B. P. : Je n’ai pas de style. Je fais toujours des tests. Toutes mes photos sont des tests, tout le temps. C’est pour ça que j’ai de la difficulté à travailler avec d’autres personnes.
B. : Pourtant, quand j’ai vu tes photos à Trois-Pistoles (dans le cadre du tourisme de la MRC des Basques), par exemple, j’ai su qu’elles étaient les tiennes. Par le style à « Benoit Paillé ». Dans ta façon de travailler, ne sens-tu pas que ce que tu es s’en dégage ?
B. P. : Oui, oui. Je pense qu’on est bien déterminés dans la vie.
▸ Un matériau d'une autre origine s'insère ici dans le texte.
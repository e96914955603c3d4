//! Library Error Types
//!
//! This module provides structured errors using `exn` for automatic location
//! tracking and error tree construction.

use derive_more::{Display, Error};
use std::path::PathBuf;

/// A library error with automatic location tracking.
pub type Error = exn::Exn<ErrorKind>;
/// Result type alias for library operations.
pub type Result<T> = std::result::Result<T, Error>;

#[derive(Debug, Display, Error)]
pub enum ErrorKind {
    /// The root folder couldn't be listed. Nothing was organized.
    #[display("cannot list directory")]
    Discovery,
    /// A single folder couldn't be organized; the rest of the run carries on.
    #[display("could not organize folder {}", _0.display())]
    Organize(#[error(not(source))] PathBuf),
}

impl ErrorKind {
    /// Returns `true` if the whole run has to stop.
    pub fn is_fatal(&self) -> bool {
        matches!(self, Self::Discovery)
    }

    /// Returns `true` if retrying might succeed.
    pub fn is_retryable(&self) -> bool {
        false
    }
}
Ma pensée est très orientée vers le déterminisme, même s’il y a de petites choses qu’on peut travailler, mais à peine. Mon style vient manifestement du contexte de vie que j’ai eu : les études que j’ai faites, les connaissances que j’ai acquises. J’ai toujours dit : « on crée ce que l’on sait ».
B. : Tu travailles plus souvent avec des femmes qu’avec des hommes. Pourquoi ?
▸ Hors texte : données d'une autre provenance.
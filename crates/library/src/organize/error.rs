//! Error types for the [`organize`](super) module.
//!
//! Uses [`exn`] for automatic location tracking and error tree construction.

use derive_more::{Display, Error};

/// An organize error with automatic location tracking via [`exn::Exn`].
pub type Error = exn::Exn<ErrorKind>;
/// Result type alias for organize operations.
pub type Result<T> = std::result::Result<T, Error>;

/// Classifies the origin of a single folder's failure.
///
/// Each variant identifies the step that failed, allowing callers to inspect
/// the error tree without matching on opaque strings. The underlying
/// [`datedirs_extract`] or [`datedirs_storage`] error is kept as a child.
///
/// A failed folder is left where it is: unrenamed, or partially merged when
/// [`ErrorKind::Merge`] fails part-way through moving files.
#[derive(Debug, Display, Error)]
pub enum ErrorKind {
    /// The folder name isn't a recognisable `day month year` phrase.
    #[display("folder name is not a date")]
    Parse,
    /// Renaming the folder to its canonical name failed; the canonical name
    /// was not registered.
    #[display("rename failed")]
    Rename,
    /// Listing or moving the folder's files into the canonical folder failed.
    #[display("merge failed")]
    Merge,
}

impl ErrorKind {
    /// Returns `true` if retrying might succeed.
    pub fn is_retryable(&self) -> bool {
        // Retrying can't fix a name; storage failures are left to a re-run.
        false
    }
}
B. P. : C’est vrai ! Mais ça, c’est le contexte de réalisation de ma vie, encore une fois. Je ne crée pas avec des modèles, je crée avec des gens qui m’entourent, des amis.
B. : Pourquoi demandes-tu à une personne plus qu’à une autre de se faire prendre en photo ?
B. P. : Je crée vraiment dans la spontanéité. Tout mon travail consiste à permettre et à créer la spontanéité.
« On n’est même plus de vraies personnes, on est une image qu’on essaie de médiatiser avec une autre image. »
B. : Si je regarde tes photos, je constate que tu ne prends pas vraiment de personnes laides, tu prends plutôt de belles
personnes. Pourquoi ?
B. P. : On peut rendre tout le monde beau, c’est pour ça. Tout ça, c’est de l’image et tout ça, c’est du mensonge. Il n’y a rien de vrai dans l’image. On vit dans un monde de l’image en plus, on vit dans un monde médiatisé par les images. On n’est même plus de vraies personnes, on est une image qu’on essaie de médiatiser avec une autre
image.
B. : Est-ce pire avec Internet et Facebook ?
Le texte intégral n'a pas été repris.